New York: Late arrivals to the speediest rally in stocks since the Great Depression pushed stocks higher for a third week on Friday, despite growing signals of an overheating market.
More than $8 billion flowed into US equity funds for the week ended 16 February, according to Thomson Reuters Lipper data. Analysts said investors appear reluctant to sell despite slack volume and a narrowing spread between winners and losers.
“We’ve had one of the most impressive rallies in recent memory, but the fact is any dip is met with substantial buying power,” said Ryan Detrick, chief technical strategist at Schaeffer’s Investment Research in Cincinnati.
About 7.2 billion shares traded on the New York Stock Exchange, NYSE Amex and Nasdaq, far below last year’s estimated daily average of 8.47 billion. But some point to a lack of sellers as the reason relatively few shares are changing hands.
“Volume hasn’t been normal for a bull market,” Detrick said. “The retail crowd has missed a good chunk of this rally.”
For most of 2010, retail investors put net cash into mutual funds that invest in fixed-income securities. But with more signs the US economic recovery is strengthening and US equity indexes rising, investors have found renewed appetite for stocks.
Investors poured a net $8.72 billion into US equity funds for the week ended Wednesday, up from $2.04 billion in the prior week, according to Lipper data.
On Friday the Dow Jones industrial average gained 73.11 points, or 0.59%, to 12,391.25. The Standard & Poor’s 500 Index added 2.58 points, or 0.19%, to 1,343.01. The Nasdaq Composite Index edged up 2.37 points, or 0.08%, to 2,833.95.
Advancing stocks outnumbered declining ones on the NYSE by a ratio of more than 4 to 3. On the Nasdaq, 1,345 advancers outweighed 1,283 falling stocks.
For the week, the Dow and the S&P 500 gained 1%, and the Nasdaq added 0.9%.
Caterpillar Inc helped lift the Dow industrials, rising 2.4% to $105.86 after the equipment maker said machinery sales through dealers accelerated in the three months through January.
With some technical measures pointing to signs of an overbought market, some investors have been braced for a pullback.
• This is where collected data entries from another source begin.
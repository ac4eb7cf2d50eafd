use blob_codec::decode_blobs;

use crate::types::Sidecar;

/// Decodes the payload packed into the blobs of the first sidecar that has any.
pub fn first_blob_payload(sidecars: &[Sidecar]) -> Option<Vec<u8>> {
    sidecars
        .iter()
        .find(|sidecar| !sidecar.blobs.is_empty())
        .map(|sidecar| decode_blobs(sidecar.blobs.iter().map(|blob| &**blob)))
}

#[cfg(test)]
mod tests {
    use blob_codec::encode_payload;

    use super::*;

    fn sidecar(slot: u64, payload: Option<&[u8]>) -> Sidecar {
        Sidecar {
            beacon_block_root: [0; 32],
            beacon_block_slot: slot,
            blobs: payload.map(encode_payload).unwrap_or_default(),
            kzg_aggregated_proof: [0; 48],
        }
    }

    #[test]
    fn skips_sidecars_without_blobs() {
        let sidecars = [
            sidecar(1, None),
            sidecar(2, Some(&b"EKANS"[..])),
            sidecar(3, Some(&b"later"[..])),
        ];
        assert_eq!(first_blob_payload(&sidecars), Some(b"EKANS".to_vec()));
    }

    #[test]
    fn none_without_blobs() {
        assert_eq!(first_blob_payload(&[]), None);
        assert_eq!(first_blob_payload(&[sidecar(1, None)]), None);
    }
}
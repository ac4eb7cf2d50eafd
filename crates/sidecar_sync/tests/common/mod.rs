#![allow(dead_code)]

use std::{
    io,
    pin::Pin,
    sync::{
        atomic::{AtomicBool, AtomicUsize, Ordering},
        Arc, Mutex,
    },
    task::{Context, Poll},
};

use async_trait::async_trait;
use blobkit_sidecar_sync::{
    write_error_chunk, write_success_chunk, PeerIdentity, PeerTarget, RpcStream, Sidecar,
    SszSnappyEncoding, StreamOpener, DEFAULT_MAX_CHUNK_SIZE,
};
use futures::{io::Cursor, AsyncRead, AsyncWrite};
use serialization::types::zeroed_blob;

/// What a mock stream does once its scripted response has been read.
#[derive(Debug, Clone, Copy, PartialEq, Eq)]
pub enum AfterResponse {
    Close,
    Stall,
}

/// Shared record of what happened to the streams handed out by a [`MockOpener`].
#[derive(Debug, Clone, Default)]
pub struct StreamLog {
    pub protocols: Arc<Mutex<Vec<String>>>,
    pub written: Arc<Mutex<Vec<u8>>>,
    pub closed: Arc<AtomicBool>,
    pub resets: Arc<AtomicUsize>,
    pub releases: Arc<AtomicUsize>,
    pub consumed: Arc<AtomicUsize>,
}

impl StreamLog {
    pub fn resets(&self) -> usize {
        self.resets.load(Ordering::SeqCst)
    }

    pub fn releases(&self) -> usize {
        self.releases.load(Ordering::SeqCst)
    }

    /// Bytes of the scripted response the client has read.
    pub fn consumed(&self) -> usize {
        self.consumed.load(Ordering::SeqCst)
    }

    pub fn written(&self) -> Vec<u8> {
        self.written.lock().unwrap().clone()
    }

    pub fn write_closed(&self) -> bool {
        self.closed.load(Ordering::SeqCst)
    }
}

pub struct MockStream {
    response: Cursor<Vec<u8>>,
    after_response: AfterResponse,
    fail_writes: bool,
    log: StreamLog,
}

impl AsyncRead for MockStream {
    fn poll_read(
        mut self: Pin<&mut Self>,
        cx: &mut Context<'_>,
        buf: &mut [u8],
    ) -> Poll<io::Result<usize>> {
        let this = &mut *self;
        let drained = this.response.position() as usize >= this.response.get_ref().len();
        if drained && this.after_response == AfterResponse::Stall {
            return Poll::Pending;
        }
        let poll = Pin::new(&mut this.response).poll_read(cx, buf);
        this.log
            .consumed
            .store(this.response.position() as usize, Ordering::SeqCst);
        poll
    }
}

impl AsyncWrite for MockStream {
    fn poll_write(
        self: Pin<&mut Self>,
        _cx: &mut Context<'_>,
        buf: &[u8],
    ) -> Poll<io::Result<usize>> {
        if self.fail_writes {
            return Poll::Ready(Err(io::Error::new(
                io::ErrorKind::BrokenPipe,
                "stream reset by peer",
            )));
        }
        self.log.written.lock().unwrap().extend_from_slice(buf);
        Poll::Ready(Ok(buf.len()))
    }

    fn poll_flush(self: Pin<&mut Self>, _cx: &mut Context<'_>) -> Poll<io::Result<()>> {
        Poll::Ready(Ok(()))
    }

    fn poll_close(self: Pin<&mut Self>, _cx: &mut Context<'_>) -> Poll<io::Result<()>> {
        self.log.closed.store(true, Ordering::SeqCst);
        Poll::Ready(Ok(()))
    }
}

impl RpcStream for MockStream {
    fn reset(&mut self) {
        self.log.resets.fetch_add(1, Ordering::SeqCst);
    }

    fn release(&mut self) {
        self.log.releases.fetch_add(1, Ordering::SeqCst);
    }
}

/// Hands out streams that replay a fixed response.
pub struct MockOpener {
    pub response: Vec<u8>,
    pub after_response: AfterResponse,
    pub fail_open: bool,
    pub fail_writes: bool,
    pub log: StreamLog,
}

impl MockOpener {
    pub fn replying(response: Vec<u8>) -> Self {
        Self {
            response,
            after_response: AfterResponse::Close,
            fail_open: false,
            fail_writes: false,
            log: StreamLog::default(),
        }
    }

    pub fn stalling_after(response: Vec<u8>) -> Self {
        Self {
            after_response: AfterResponse::Stall,
            ..Self::replying(response)
        }
    }
}

#[async_trait]
impl StreamOpener for MockOpener {
    type Stream = MockStream;

    async fn open_stream(&self, _target: &PeerTarget, protocol: &str) -> io::Result<MockStream> {
        if self.fail_open {
            return Err(io::Error::new(
                io::ErrorKind::ConnectionRefused,
                "protocols not supported",
            ));
        }
        self.log.protocols.lock().unwrap().push(protocol.to_owned());
        Ok(MockStream {
            response: Cursor::new(self.response.clone()),
            after_response: self.after_response,
            fail_writes: self.fail_writes,
            log: self.log.clone(),
        })
    }
}

pub fn target() -> PeerTarget {
    PeerTarget::new(
        "/ip4/127.0.0.1/tcp/13000".parse().unwrap(),
        PeerIdentity::new("ABCDEF"),
    )
}

pub fn encoding() -> SszSnappyEncoding {
    SszSnappyEncoding::new(DEFAULT_MAX_CHUNK_SIZE)
}

/// A sidecar for `slot` with `blob_count` blobs tagged by slot and index.
pub fn sidecar(slot: u64, blob_count: usize) -> Sidecar {
    let blobs = (0..blob_count)
        .map(|i| {
            let mut blob = zeroed_blob();
            blob[0] = slot as u8;
            blob[1] = i as u8;
            blob
        })
        .collect();
    Sidecar {
        beacon_block_root: [slot as u8; 32],
        beacon_block_slot: slot,
        blobs,
        kzg_aggregated_proof: [0xc0; 48],
    }
}

/// One success frame per sidecar.
pub async fn success_frames(sidecars: &[Sidecar], context: Option<[u8; 4]>) -> Vec<u8> {
    let mut frames = Vec::new();
    for sidecar in sidecars {
        write_success_chunk(&mut frames, &encoding(), context, &sidecar.to_ssz_bytes())
            .await
            .unwrap();
    }
    frames
}

pub async fn error_frame(code: u8, message: &str) -> Vec<u8> {
    let mut frame = Vec::new();
    write_error_chunk(&mut frame, &encoding(), code, message)
        .await
        .unwrap();
    frame
}
mod errors;
mod fiat_shamir;
mod prover;
mod verifier;
mod versioned_hash;

/// Re-exported types
pub use errors::{Error, SerializationError, TrustedSetupError, VerifierError};
pub use prover::BlobBundle;
pub use serialization::{constants, types::*};
pub use trusted_setup::TrustedSetup;
pub use versioned_hash::versioned_hash;

/// A 32 byte big-endian scalar at which a polynomial is opened.
pub type KZGOpeningPoint = SerializedScalar;

/// A 32 byte big-endian scalar claimed as the value of a polynomial at a point.
pub type KZGOpeningEvaluation = SerializedScalar;

#[rustfmt::skip]
// Note: adding rustfmt::skip so that `cargo fmt` does not mix the
// public re-exported types with the following private imports.
use kzg_single_open::{Prover, VerificationKey, Verifier};
use serialization::constants::FIELD_ELEMENTS_PER_BLOB;

/// Holds everything derived from the trusted setup.
///
/// Building a `Context` is expensive (the Lagrange basis is computed with
/// an FFT over G1), so build it once and share it; it is `Send + Sync`.
#[derive(Debug)]
pub struct Context {
    prover: Prover,
    verifier: Verifier,
}

impl Context {
    pub fn new(trusted_setup: &TrustedSetup) -> Result<Self, Error> {
        let [g2_gen, tau_g2, ..] = trusted_setup.g2_monomial[..] else {
            return Err(Error::TrustedSetup(TrustedSetupError::NotEnoughG2Points {
                found: trusted_setup.g2_monomial.len(),
            }));
        };

        let g1_points = trusted_setup.g1_monomial.len();
        if g1_points < FIELD_ELEMENTS_PER_BLOB {
            return Err(Error::TrustedSetupTooSmall {
                g1_points,
                required: FIELD_ELEMENTS_PER_BLOB,
            });
        }

        let g1_monomial = trusted_setup.g1_monomial[..FIELD_ELEMENTS_PER_BLOB].to_vec();
        let verification_key = VerificationKey::new(
            trusted_setup.g1_monomial[0],
            g2_gen,
            tau_g2,
        );

        Ok(Self {
            prover: Prover::new(FIELD_ELEMENTS_PER_BLOB, g1_monomial),
            verifier: Verifier::new(verification_key),
        })
    }

    /// Loads the trusted setup JSON file at `path` and builds a context from it.
    pub fn from_trusted_setup_file(path: impl AsRef<std::path::Path>) -> Result<Self, Error> {
        let trusted_setup = TrustedSetup::from_json_file(path)?;
        Self::new(&trusted_setup)
    }
}

#[cfg(test)]
mod tests {
    use super::*;

    #[test]
    fn context_rejects_short_setup() {
        let setup = TrustedSetup::insecure_from_secret(b"short", 16);
        assert!(matches!(
            Context::new(&setup),
            Err(Error::TrustedSetupTooSmall {
                g1_points: 16,
                required: FIELD_ELEMENTS_PER_BLOB
            })
        ));
    }

    #[test]
    fn context_rejects_setup_without_g2_points() {
        let setup = TrustedSetup {
            g2_monomial: Vec::new(),
            ..TrustedSetup::insecure_from_secret(b"short", 16)
        };
        assert!(matches!(
            Context::new(&setup),
            Err(Error::TrustedSetup(TrustedSetupError::NotEnoughG2Points { found: 0 }))
        ));
    }

    #[test]
    fn context_is_send_and_sync() {
        fn assert_send_sync<T: Send + Sync>() {}
        assert_send_sync::<Context>();
    }

    #[test]
    fn error_classification() {
        assert!(Error::from(VerifierError::InvalidProof).is_invalid_proof());
        assert!(!Error::TrustedSetupTooSmall {
            g1_points: 0,
            required: 1
        }
        .is_invalid_proof());
    }
}
pub use kzg_single_open::VerifierError;
pub use serialization::Error as SerializationError;
pub use trusted_setup::Error as TrustedSetupError;

/// Top-level error type for commitment, proof and verification operations.
#[derive(Debug)]
pub enum Error {
    /// Error encountered during verification of a proof.
    Verifier(VerifierError),
    /// Error encountered while (de)serializing blobs, scalars, or group elements.
    Serialization(SerializationError),
    /// The trusted setup could not be loaded.
    TrustedSetup(TrustedSetupError),
    /// The trusted setup has fewer G1 points than a blob has field elements.
    TrustedSetupTooSmall { g1_points: usize, required: usize },
}

impl Error {
    /// Returns true if the inputs were well-formed but the proof did not verify.
    pub const fn is_invalid_proof(&self) -> bool {
        matches!(self, Self::Verifier(VerifierError::InvalidProof))
    }
}

impl From<VerifierError> for Error {
    fn from(value: VerifierError) -> Self {
        Self::Verifier(value)
    }
}

impl From<SerializationError> for Error {
    fn from(value: SerializationError) -> Self {
        Self::Serialization(value)
    }
}

impl From<TrustedSetupError> for Error {
    fn from(value: TrustedSetupError) -> Self {
        Self::TrustedSetup(value)
    }
}
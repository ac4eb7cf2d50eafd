use sha2::{Digest, Sha256};

use crate::{constants::VERSIONED_HASH_VERSION_KZG, KZGCommitment, VersionedHash};

/// Computes the hash that references a blob commitment from a transaction:
/// `sha256(commitment)` with the first byte replaced by the version.
pub fn versioned_hash(commitment: &KZGCommitment) -> VersionedHash {
    let mut hash: VersionedHash = Sha256::digest(commitment).into();
    hash[0] = VERSIONED_HASH_VERSION_KZG;
    hash
}
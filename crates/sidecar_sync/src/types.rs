//! Request and response containers and their SSZ encodings.

use serialization::{
    constants::{BYTES_PER_BLOB, BYTES_PER_PROOF},
    types::{Blob, KZGProof},
};

use crate::errors::DecodeError;

/// Most blobs a single sidecar may carry.
pub const MAX_BLOBS_PER_SIDECAR: usize = 16;

const BYTES_PER_ROOT: usize = 32;
const BYTES_PER_SLOT: usize = 8;
const BYTES_PER_OFFSET: usize = 4;

/// Size of the fixed part of an encoded [`Sidecar`]; also the offset of its blob list.
pub const SIDECAR_FIXED_SIZE: usize =
    BYTES_PER_ROOT + BYTES_PER_SLOT + BYTES_PER_OFFSET + BYTES_PER_PROOF;

/// Asks a peer for the sidecars of `count` consecutive slots starting at `start_slot`.
#[derive(Debug, Clone, Copy, PartialEq, Eq)]
pub struct BlobsSidecarsByRangeRequest {
    pub start_slot: u64,
    pub count: u64,
}

impl BlobsSidecarsByRangeRequest {
    pub const SSZ_SIZE: usize = 2 * BYTES_PER_SLOT;

    pub fn to_ssz_bytes(&self) -> Vec<u8> {
        let mut bytes = Vec::with_capacity(Self::SSZ_SIZE);
        bytes.extend_from_slice(&self.start_slot.to_le_bytes());
        bytes.extend_from_slice(&self.count.to_le_bytes());
        bytes
    }

    pub fn from_ssz_bytes(bytes: &[u8]) -> Result<Self, DecodeError> {
        if bytes.len() != Self::SSZ_SIZE {
            return Err(DecodeError::InvalidLength {
                expected: Self::SSZ_SIZE,
                actual: bytes.len(),
            });
        }
        let (start_slot, count) = bytes.split_at(BYTES_PER_SLOT);
        Ok(Self {
            start_slot: read_u64(start_slot),
            count: read_u64(count),
        })
    }
}

/// The blobs of one beacon block together with their aggregated opening proof.
#[derive(Debug, Clone, PartialEq, Eq)]
pub struct Sidecar {
    pub beacon_block_root: [u8; BYTES_PER_ROOT],
    pub beacon_block_slot: u64,
    pub blobs: Vec<Blob>,
    pub kzg_aggregated_proof: KZGProof,
}

impl Sidecar {
    /// Length of the SSZ encoding of this sidecar.
    pub fn ssz_len(&self) -> usize {
        SIDECAR_FIXED_SIZE + self.blobs.len() * BYTES_PER_BLOB
    }

    pub fn to_ssz_bytes(&self) -> Vec<u8> {
        let mut bytes = Vec::with_capacity(self.ssz_len());
        bytes.extend_from_slice(&self.beacon_block_root);
        bytes.extend_from_slice(&self.beacon_block_slot.to_le_bytes());
        bytes.extend_from_slice(&(SIDECAR_FIXED_SIZE as u32).to_le_bytes());
        bytes.extend_from_slice(&self.kzg_aggregated_proof);
        for blob in &self.blobs {
            bytes.extend_from_slice(blob.as_slice());
        }
        bytes
    }

    pub fn from_ssz_bytes(bytes: &[u8]) -> Result<Self, DecodeError> {
        if bytes.len() < SIDECAR_FIXED_SIZE {
            return Err(DecodeError::TooShort {
                length: bytes.len(),
                min: SIDECAR_FIXED_SIZE,
            });
        }

        let (beacon_block_root, rest) = bytes.split_at(BYTES_PER_ROOT);
        let (slot, rest) = rest.split_at(BYTES_PER_SLOT);
        let (offset, rest) = rest.split_at(BYTES_PER_OFFSET);
        let (proof, blob_bytes) = rest.split_at(BYTES_PER_PROOF);

        let offset = read_u32(offset) as usize;
        if offset != SIDECAR_FIXED_SIZE {
            return Err(DecodeError::InvalidOffset { offset });
        }
        if blob_bytes.len() % BYTES_PER_BLOB != 0 {
            return Err(DecodeError::PartialBlob {
                length: blob_bytes.len(),
            });
        }
        let count = blob_bytes.len() / BYTES_PER_BLOB;
        if count > MAX_BLOBS_PER_SIDECAR {
            return Err(DecodeError::TooManyBlobs {
                count,
                max: MAX_BLOBS_PER_SIDECAR,
            });
        }

        let blobs = blob_bytes
            .chunks_exact(BYTES_PER_BLOB)
            .map(|chunk| {
                let mut blob = serialization::types::zeroed_blob();
                blob.copy_from_slice(chunk);
                blob
            })
            .collect();

        Ok(Self {
            beacon_block_root: copy_array(beacon_block_root),
            beacon_block_slot: read_u64(slot),
            blobs,
            kzg_aggregated_proof: copy_array(proof),
        })
    }
}

/// Encodes a list of sidecars as an SSZ list of variable-size items.
pub fn encode_sidecar_list(sidecars: &[Sidecar]) -> Vec<u8> {
    let header_len = sidecars.len() * BYTES_PER_OFFSET;
    let mut offsets = Vec::with_capacity(header_len);
    let mut items = Vec::new();
    for sidecar in sidecars {
        let offset = (header_len + items.len()) as u32;
        offsets.extend_from_slice(&offset.to_le_bytes());
        items.extend_from_slice(&sidecar.to_ssz_bytes());
    }
    offsets.extend_from_slice(&items);
    offsets
}

/// Decodes an SSZ list of sidecars. An empty input is an empty list.
pub fn decode_sidecar_list(bytes: &[u8]) -> Result<Vec<Sidecar>, DecodeError> {
    if bytes.is_empty() {
        return Ok(Vec::new());
    }
    if bytes.len() < BYTES_PER_OFFSET {
        return Err(DecodeError::TooShort {
            length: bytes.len(),
            min: BYTES_PER_OFFSET,
        });
    }

    let first = read_u32(&bytes[..BYTES_PER_OFFSET]) as usize;
    if first == 0 || first % BYTES_PER_OFFSET != 0 || first > bytes.len() {
        return Err(DecodeError::InvalidOffset { offset: first });
    }

    let mut offsets: Vec<usize> = bytes[..first]
        .chunks_exact(BYTES_PER_OFFSET)
        .map(|chunk| read_u32(chunk) as usize)
        .collect();
    offsets.push(bytes.len());

    offsets
        .windows(2)
        .map(|pair| {
            let (start, end) = (pair[0], pair[1]);
            if start > end || end > bytes.len() {
                return Err(DecodeError::InvalidOffset { offset: start });
            }
            Sidecar::from_ssz_bytes(&bytes[start..end])
        })
        .collect()
}

fn read_u64(bytes: &[u8]) -> u64 {
    u64::from_le_bytes(copy_array(bytes))
}

fn read_u32(bytes: &[u8]) -> u32 {
    u32::from_le_bytes(copy_array(bytes))
}

// Callers always pass a slice of exactly `N` bytes.
fn copy_array<const N: usize>(bytes: &[u8]) -> [u8; N] {
    let mut array = [0u8; N];
    array.copy_from_slice(bytes);
    array
}
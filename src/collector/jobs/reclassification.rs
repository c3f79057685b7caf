use super::classify;
use crate::collector::context::CollectorContext;
use crate::collector::job::{CollectionJob, JobKind};
use crate::collector::status::now_millis;
use crate::problem_store::ProblemFilter;
use crate::sources::{FetchError, ProblemDetail};
use anyhow::{anyhow, Result};
use async_trait::async_trait;

/// Re-crawls the tag list of every stored problem and recomputes its category.
pub struct ReclassificationJob;

#[async_trait]
impl CollectionJob for ReclassificationJob {
    type Payload = ProblemDetail;

    fn kind(&self) -> JobKind {
        JobKind::Reclassification
    }

    async fn resolve_work_set(
        &self,
        ctx: &CollectorContext,
        after: Option<u32>,
    ) -> Result<Vec<u32>> {
        let problems = ctx
            .problem_store
            .find_matching(ProblemFilter::All, after, None)?;
        Ok(problems.into_iter().map(|p| p.problem_id).collect())
    }

    async fn fetch_item(
        &self,
        ctx: &CollectorContext,
        problem_id: u32,
    ) -> Result<ProblemDetail, FetchError> {
        ctx.detail_source.fetch(problem_id).await
    }

    async fn map_and_persist(&self, ctx: &CollectorContext, detail: ProblemDetail) -> Result<()> {
        let mut problem = ctx
            .problem_store
            .get(detail.problem_id)?
            .ok_or_else(|| anyhow!("problem {} is no longer stored", detail.problem_id))?;

        // A page without tags keeps the stored ones
        if !detail.tags.is_empty() {
            problem.tags = detail.tags;
        }
        problem.category = classify(&problem.tags);
        problem.updated_at = now_millis();
        ctx.problem_store.upsert(&problem)
    }
}
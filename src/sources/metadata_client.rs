//! HTTP client for the problem metadata API.
//!
//! Request pacing is the caller's job; this client only honours short
//! `Retry-After` hints on 429 responses, once per call.

use super::{FetchError, MetadataSource, ProblemMetadata};
use anyhow::{Context, Result};
use async_trait::async_trait;
use reqwest::{header::RETRY_AFTER, Client, StatusCode};
use serde::Deserialize;
use std::time::Duration;
use tracing::debug;

/// Longest `Retry-After` we are willing to sit through inside a single fetch.
const MAX_RETRY_AFTER: Duration = Duration::from_secs(10);

pub struct MetadataClient {
    client: Client,
    base_url: String,
}

#[derive(Deserialize)]
#[serde(rename_all = "camelCase")]
struct ProblemResponse {
    problem_id: u32,
    title_ko: Option<String>,
    title: Option<String>,
    #[serde(default)]
    level: u32,
    #[serde(default)]
    accepted_user_count: u64,
    #[serde(default)]
    average_tries: f64,
    #[serde(default)]
    tags: Vec<TagResponse>,
}

#[derive(Deserialize)]
struct TagResponse {
    key: String,
}

impl MetadataClient {
    pub fn new(base_url: &str, timeout: Duration) -> Result<Self> {
        let client = Client::builder()
            .timeout(timeout)
            .build()
            .context("Failed to create metadata HTTP client")?;

        Ok(Self {
            client,
            base_url: base_url.trim_end_matches('/').to_string(),
        })
    }

    pub fn base_url(&self) -> &str {
        &self.base_url
    }

    fn retry_after(response: &reqwest::Response) -> Option<Duration> {
        response
            .headers()
            .get(RETRY_AFTER)?
            .to_str()
            .ok()?
            .trim()
            .parse::<u64>()
            .ok()
            .map(Duration::from_secs)
    }

    async fn request(&self, problem_id: u32) -> Result<reqwest::Response, FetchError> {
        let url = format!("{}/problem/show?problemId={}", self.base_url, problem_id);
        Ok(self.client.get(&url).send().await?)
    }
}

#[async_trait]
impl MetadataSource for MetadataClient {
    async fn fetch(&self, problem_id: u32) -> Result<ProblemMetadata, FetchError> {
        let mut response = self.request(problem_id).await?;

        if response.status() == StatusCode::TOO_MANY_REQUESTS {
            match Self::retry_after(&response) {
                Some(wait) if wait <= MAX_RETRY_AFTER => {
                    debug!(
                        "Metadata API asked to retry problem {} after {:?}",
                        problem_id, wait
                    );
                    tokio::time::sleep(wait).await;
                    response = self.request(problem_id).await?;
                }
                _ => return Err(FetchError::RateLimited),
            }
        }

        match response.status() {
            StatusCode::NOT_FOUND => return Err(FetchError::NotFound),
            StatusCode::TOO_MANY_REQUESTS => return Err(FetchError::RateLimited),
            status if !status.is_success() => {
                return Err(FetchError::Transient(format!(
                    "metadata API returned status {}",
                    status
                )))
            }
            _ => {}
        }

        let body: ProblemResponse = response
            .json()
            .await
            .map_err(|e| FetchError::Malformed(e.to_string()))?;

        if body.problem_id != problem_id {
            return Err(FetchError::Malformed(format!(
                "asked for problem {}, got {}",
                problem_id, body.problem_id
            )));
        }

        let title = body
            .title_ko
            .or(body.title)
            .filter(|t| !t.trim().is_empty())
            .ok_or_else(|| FetchError::Malformed("missing title".to_string()))?;

        Ok(ProblemMetadata {
            problem_id,
            title,
            level: body.level,
            accepted_user_count: body.accepted_user_count,
            average_tries: body.average_tries,
            tags: body.tags.into_iter().map(|t| t.key).collect(),
        })
    }
}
But the market has for weeks defied those expectations.
“We have a pretty long list of warning signals, but a warning signal is not a sell signal,” said John Kosar, director of research at Asbury Research LLC in Chicago.
“Our bias has been positive since the beginning of December despite all these red lights blinking all over the place.”
Individual names were on the move on response to the latest batch of earnings reports.
Brocade Communications Systems Inc topped estimates and forecast second-quarter profit above Wall Street’s expectations, pushing its shares up 6% to $6.38.
Intuit Inc, the maker of TurboTax and QuickBooks accounting software, reported late Thursday a profit that beat Wall Street expectations and raised its quarterly earnings forecast, sending its shares up 7.3% to $54.11.
US markets will be closed on Monday for the Presidents Day holiday.